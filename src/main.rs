use axum::Router;
use std::net::SocketAddr;
use tower_http::cors::{Any, CorsLayer};
use tower_http::trace::TraceLayer;
use tracing_subscriber::{layer::SubscriberExt, util::SubscriberInitExt};

use libris::{api, config, db};

#[tokio::main]
async fn main() {
    tracing_subscriber::registry()
        .with(
            tracing_subscriber::EnvFilter::try_from_default_env()
                .unwrap_or_else(|_| "libris=debug,tower_http=debug".into()),
        )
        .with(tracing_subscriber::fmt::layer().with_writer(std::io::stderr))
        .init();

    dotenvy::dotenv().ok();

    let config = config::Config::from_env();

    let conn = db::init_db(&config.database_url)
        .await
        .expect("Failed to initialize database");

    let mut cors_allowed_origins = Vec::new();
    for origin in &config.cors_allowed_origins {
        match origin.parse::<axum::http::HeaderValue>() {
            Ok(v) => cors_allowed_origins.push(v),
            Err(e) => tracing::error!("Failed to parse CORS origin '{}': {}", origin, e),
        }
    }

    let port = config.port;
    let state = db::AppState::new(conn, config);

    let app = Router::new()
        .nest("/api", api::api_router(state))
        .layer(
            CorsLayer::new()
                .allow_origin(cors_allowed_origins)
                .allow_methods(Any)
                .allow_headers(Any),
        )
        .layer(TraceLayer::new_for_http());

    let addr = SocketAddr::from(([0, 0, 0, 0], port));
    tracing::info!("Listening on {}", addr);

    let listener = tokio::net::TcpListener::bind(addr)
        .await
        .expect("Failed to bind address");
    axum::serve(listener, app)
        .await
        .expect("Server error");
}
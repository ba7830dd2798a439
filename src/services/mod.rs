//! Management services: multi-entity invariants and cascading deletes.
//!
//! Every public mutation runs inside one transaction; queries read the
//! current state and compute derived views on the fly.

pub mod author_service;
pub mod book_service;
pub mod reading_service;
use axum::{Json, http::StatusCode, response::IntoResponse};
use serde_json::json;

pub async fn health_check() -> impl IntoResponse {
    (StatusCode::OK, Json(json!({ "status": "ok" })))
}
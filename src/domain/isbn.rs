//! Structural validation of ISBN-10 and ISBN-13 strings.
//!
//! Accepts the canonical printed forms: an optional `ISBN`, `ISBN-10` or
//! `ISBN-13` prefix, then either a compact number or one split into the
//! usual four (ISBN-10) or five (ISBN-13) hyphen- or space-separated groups.
//! The check digit position may be `X` for ISBN-10.

use once_cell::sync::Lazy;
use regex::Regex;

static PREFIX: Lazy<Regex> = Lazy::new(|| Regex::new(r"^ISBN(-1[03])?:? ").unwrap());

/// Returns true if `raw`, after trimming, matches the canonical ISBN pattern.
pub fn is_valid(raw: &str) -> bool {
    let trimmed = raw.trim();
    let body = PREFIX.replace(trimmed, "");

    let groups: Vec<&str> = body.split(['-', ' ']).collect();
    if groups.iter().any(|g| g.is_empty()) {
        return false;
    }
    let compact: String = groups.concat();

    match compact.len() {
        10 => {
            // The registration-group head is at most five digits.
            let grouping = match groups.len() {
                1 => true,
                4 => groups[0].len() <= 5,
                _ => false,
            };
            grouping
                && compact.bytes().take(9).all(|b| b.is_ascii_digit())
                && matches!(compact.as_bytes()[9], b'0'..=b'9' | b'X')
        }
        13 => {
            let grouping = match groups.len() {
                1 => true,
                5 => matches!(groups[0], "978" | "979") && groups[1].len() <= 5,
                _ => false,
            };
            grouping
                && (compact.starts_with("978") || compact.starts_with("979"))
                && compact.bytes().all(|b| b.is_ascii_digit())
        }
        _ => false,
    }
}

#[cfg(test)]
mod tests {
    use super::*;

    #[test]
    fn accepts_compact_forms() {
        assert!(is_valid("0345391802"));
        assert!(is_valid("044100590X"));
        assert!(is_valid("9783161484100"));
        assert!(is_valid("9791234567896"));
    }

    #[test]
    fn accepts_separated_forms() {
        assert!(is_valid("3-16-148410-X"));
        assert!(is_valid("978-3-16-148410-0"));
        assert!(is_valid("978 3 16 148410 0"));
    }

    #[test]
    fn accepts_prefixed_forms() {
        assert!(is_valid("ISBN 0345391802"));
        assert!(is_valid("ISBN-13: 978-3-16-148410-0"));
        assert!(is_valid("  ISBN-10: 3-16-148410-X  "));
    }

    #[test]
    fn rejects_garbage() {
        assert!(!is_valid("ISBN"));
        assert!(!is_valid("123213"));
        assert!(!is_valid(""));
        assert!(!is_valid("978-3-16-148410"));
        assert!(!is_valid("9783161484100X"));
        assert!(!is_valid("3--16-148410-X"));
        assert!(!is_valid("12345678XX"));
        assert!(!is_valid("1234567890123"));
    }

    #[test]
    fn rejects_oversized_groups() {
        assert!(!is_valid("123456-7-8-9X"));
        assert!(!is_valid("9-783-16-148410-0"));
        assert!(!is_valid("978-316148-4-10-0"));
    }
}
//! Author management - pure business logic without HTTP layer
//!
//! Deleting an author cascades to every book this author wrote alone;
//! co-authored books survive with a smaller author set.

use chrono::NaiveDate;
use sea_orm::{
    ActiveModelTrait, ColumnTrait, DatabaseConnection, EntityTrait, PaginatorTrait, QueryFilter,
    Set, TransactionTrait,
};

use crate::domain::{Author, CountryCode, DomainError};
use crate::models::author::{ActiveModel as AuthorActiveModel, Entity as AuthorEntity};
use crate::models::{author, book_authors, format_date_opt};

use super::book_service;

/// Creates and persists a new author.
pub async fn create_author(
    db: &DatabaseConnection,
    first_name: &str,
    last_name: &str,
    birth_date: Option<NaiveDate>,
    death_date: Option<NaiveDate>,
    nationality: CountryCode,
) -> Result<Author, DomainError> {
    let author = Author::new(first_name, last_name, birth_date, death_date, nationality)?;
    let now = chrono::Utc::now().to_rfc3339();

    let model = AuthorActiveModel {
        first_name: Set(author.first_name().to_owned()),
        last_name: Set(author.last_name().to_owned()),
        birth_date: Set(format_date_opt(author.birth_date())),
        death_date: Set(format_date_opt(author.death_date())),
        nationality: Set(author.nationality().as_str().to_owned()),
        created_at: Set(now.clone()),
        updated_at: Set(now),
        ..Default::default()
    }
    .insert(db)
    .await?;

    tracing::info!("Created author {} '{} {}'", model.id, model.first_name, model.last_name);
    model.try_into()
}

/// Updates an existing author. All setters must succeed before anything is
/// written back, so a mid-update violation never reaches storage.
pub async fn update_author(
    db: &DatabaseConnection,
    id: i32,
    first_name: &str,
    last_name: &str,
    birth_date: Option<NaiveDate>,
    death_date: Option<NaiveDate>,
    nationality: CountryCode,
) -> Result<Author, DomainError> {
    let model = AuthorEntity::find_by_id(id)
        .one(db)
        .await?
        .ok_or(DomainError::NotFound)?;

    let mut loaded: Author = model.clone().try_into()?;
    loaded.set_first_name(first_name)?;
    loaded.set_last_name(last_name)?;
    // The cross-field check must see the new pair of dates, never a mix
    // of old and new.
    loaded.set_death_date(None)?;
    loaded.set_birth_date(birth_date)?;
    loaded.set_death_date(death_date)?;
    loaded.set_nationality(nationality);

    let mut active: AuthorActiveModel = model.into();
    active.first_name = Set(loaded.first_name().to_owned());
    active.last_name = Set(loaded.last_name().to_owned());
    active.birth_date = Set(format_date_opt(loaded.birth_date()));
    active.death_date = Set(format_date_opt(loaded.death_date()));
    active.nationality = Set(loaded.nationality().as_str().to_owned());
    active.updated_at = Set(chrono::Utc::now().to_rfc3339());

    active.update(db).await?.try_into()
}

/// Deletes an author. Books written solely by this author are deleted with
/// the full book cascade; the whole operation is one transaction.
pub async fn delete_author(db: &DatabaseConnection, id: i32) -> Result<(), DomainError> {
    let txn = db.begin().await?;

    if AuthorEntity::find_by_id(id).one(&txn).await?.is_none() {
        return Err(DomainError::NotFound);
    }

    let links = book_authors::Entity::find()
        .filter(book_authors::Column::AuthorId.eq(id))
        .all(&txn)
        .await?;

    for link in &links {
        let coauthors = book_authors::Entity::find()
            .filter(book_authors::Column::BookId.eq(link.book_id))
            .count(&txn)
            .await?;
        if coauthors == 1 {
            tracing::debug!("Cascading delete of solely-authored book {}", link.book_id);
            book_service::delete_book_in(&txn, link.book_id).await?;
        }
    }

    // Shrink the author set of surviving co-authored books.
    book_authors::Entity::delete_many()
        .filter(book_authors::Column::AuthorId.eq(id))
        .exec(&txn)
        .await?;

    AuthorEntity::delete_by_id(id).exec(&txn).await?;

    txn.commit().await?;
    tracing::info!("Deleted author {}", id);
    Ok(())
}

/// Returns all authors.
pub async fn list_authors(db: &DatabaseConnection) -> Result<Vec<Author>, DomainError> {
    AuthorEntity::find()
        .all(db)
        .await?
        .into_iter()
        .map(Author::try_from)
        .collect()
}

/// Returns the author with the given id.
pub async fn get_author(db: &DatabaseConnection, id: i32) -> Result<Author, DomainError> {
    AuthorEntity::find_by_id(id)
        .one(db)
        .await?
        .ok_or(DomainError::NotFound)?
        .try_into()
}

/// Counts all authors.
pub async fn count_authors(db: &DatabaseConnection) -> Result<u64, DomainError> {
    Ok(AuthorEntity::find().count(db).await?)
}

pub(crate) async fn authors_exist<C: sea_orm::ConnectionTrait>(
    conn: &C,
    ids: &std::collections::BTreeSet<i32>,
) -> Result<bool, DomainError> {
    let found = AuthorEntity::find()
        .filter(author::Column::Id.is_in(ids.iter().copied()))
        .count(conn)
        .await?;
    Ok(found == ids.len() as u64)
}
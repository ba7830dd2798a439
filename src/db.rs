use sea_orm::{ConnectionTrait, Database, DatabaseConnection, DbErr, Statement};

use crate::config::Config;

/// Application state shared across all handlers.
#[derive(Clone)]
pub struct AppState {
    pub conn: DatabaseConnection,
    pub config: Config,
}

impl AppState {
    pub fn new(conn: DatabaseConnection, config: Config) -> Self {
        Self { conn, config }
    }
}

pub async fn init_db(database_url: &str) -> Result<DatabaseConnection, DbErr> {
    let db = Database::connect(database_url).await?;

    run_migrations(&db).await?;

    Ok(db)
}

async fn run_migrations(db: &DatabaseConnection) -> Result<(), DbErr> {
    // Referential integrity between entities is maintained by the service
    // layer through explicit cascades, so the junction tables carry plain
    // foreign keys without ON DELETE actions.
    db.execute(Statement::from_string(
        db.get_database_backend(),
        r#"
        CREATE TABLE IF NOT EXISTS authors (
            id INTEGER PRIMARY KEY AUTOINCREMENT,
            first_name TEXT NOT NULL,
            last_name TEXT NOT NULL,
            birth_date TEXT,
            death_date TEXT,
            nationality TEXT NOT NULL,
            created_at TEXT NOT NULL,
            updated_at TEXT NOT NULL
        )
        "#
        .to_owned(),
    ))
    .await?;

    db.execute(Statement::from_string(
        db.get_database_backend(),
        r#"
        CREATE TABLE IF NOT EXISTS books (
            id INTEGER PRIMARY KEY AUTOINCREMENT,
            title TEXT NOT NULL,
            published TEXT NOT NULL,
            isbn TEXT NOT NULL,
            pages INTEGER NOT NULL,
            language TEXT NOT NULL,
            created_at TEXT NOT NULL,
            updated_at TEXT NOT NULL
        )
        "#
        .to_owned(),
    ))
    .await?;

    db.execute(Statement::from_string(
        db.get_database_backend(),
        r#"
        CREATE TABLE IF NOT EXISTS book_authors (
            book_id INTEGER NOT NULL,
            author_id INTEGER NOT NULL,
            PRIMARY KEY (book_id, author_id),
            FOREIGN KEY (book_id) REFERENCES books(id),
            FOREIGN KEY (author_id) REFERENCES authors(id)
        )
        "#
        .to_owned(),
    ))
    .await?;

    db.execute(Statement::from_string(
        db.get_database_backend(),
        r#"
        CREATE TABLE IF NOT EXISTS series (
            id INTEGER PRIMARY KEY AUTOINCREMENT,
            title TEXT NOT NULL,
            created_at TEXT NOT NULL,
            updated_at TEXT NOT NULL
        )
        "#
        .to_owned(),
    ))
    .await?;

    db.execute(Statement::from_string(
        db.get_database_backend(),
        r#"
        CREATE TABLE IF NOT EXISTS series_books (
            series_id INTEGER NOT NULL,
            book_id INTEGER NOT NULL,
            PRIMARY KEY (series_id, book_id),
            FOREIGN KEY (series_id) REFERENCES series(id),
            FOREIGN KEY (book_id) REFERENCES books(id)
        )
        "#
        .to_owned(),
    ))
    .await?;

    db.execute(Statement::from_string(
        db.get_database_backend(),
        r#"
        CREATE TABLE IF NOT EXISTS readings (
            id INTEGER PRIMARY KEY AUTOINCREMENT,
            book_id INTEGER NOT NULL,
            beginning TEXT NOT NULL,
            end_date TEXT,
            pages_per_hour INTEGER NOT NULL,
            created_at TEXT NOT NULL,
            updated_at TEXT NOT NULL,
            FOREIGN KEY (book_id) REFERENCES books(id)
        )
        "#
        .to_owned(),
    ))
    .await?;

    db.execute(Statement::from_string(
        db.get_database_backend(),
        "CREATE INDEX IF NOT EXISTS idx_readings_book_id ON readings(book_id)".to_owned(),
    ))
    .await?;

    db.execute(Statement::from_string(
        db.get_database_backend(),
        "CREATE INDEX IF NOT EXISTS idx_readings_beginning ON readings(beginning)".to_owned(),
    ))
    .await?;

    Ok(())
}
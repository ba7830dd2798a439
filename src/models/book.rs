use std::collections::BTreeSet;

use sea_orm::entity::prelude::*;
use serde::{Deserialize, Serialize};

use crate::domain::{self, DomainError, Language};

#[derive(Clone, Debug, PartialEq, DeriveEntityModel, Serialize, Deserialize)]
#[sea_orm(table_name = "books")]
pub struct Model {
    #[sea_orm(primary_key)]
    pub id: i32,
    pub title: String,
    pub published: String,
    pub isbn: String,
    pub pages: i32,
    pub language: String,
    pub created_at: String,
    pub updated_at: String,
}

#[derive(Copy, Clone, Debug, EnumIter, DeriveRelation)]
pub enum Relation {
    #[sea_orm(has_many = "super::reading::Entity")]
    Reading,
}

impl Related<super::author::Entity> for Entity {
    fn to() -> RelationDef {
        super::book_authors::Relation::Author.def()
    }

    fn via() -> Option<RelationDef> {
        Some(super::book_authors::Relation::Book.def().rev())
    }
}

impl Related<super::series::Entity> for Entity {
    fn to() -> RelationDef {
        super::series_books::Relation::Series.def()
    }

    fn via() -> Option<RelationDef> {
        Some(super::series_books::Relation::Book.def().rev())
    }
}

impl Related<super::reading::Entity> for Entity {
    fn to() -> RelationDef {
        Relation::Reading.def()
    }
}

impl ActiveModelBehavior for ActiveModel {}

impl Model {
    /// Rebuilds the domain record; the author id set comes from the
    /// `book_authors` junction and is supplied by the caller.
    pub fn into_domain(self, authors: BTreeSet<i32>) -> Result<domain::Book, DomainError> {
        domain::Book::restore(
            self.id,
            &self.title,
            authors,
            super::parse_stored_date("published", &self.published)?,
            &self.isbn,
            self.pages,
            Language::parse(&self.language)?,
        )
    }
}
----------------
What to do:
Pick every line containing the word "port" out of the material, and copy those lines.

Answer box:
    let port = config.port;
    let addr = SocketAddr::from(([0, 0, 0, 0], port));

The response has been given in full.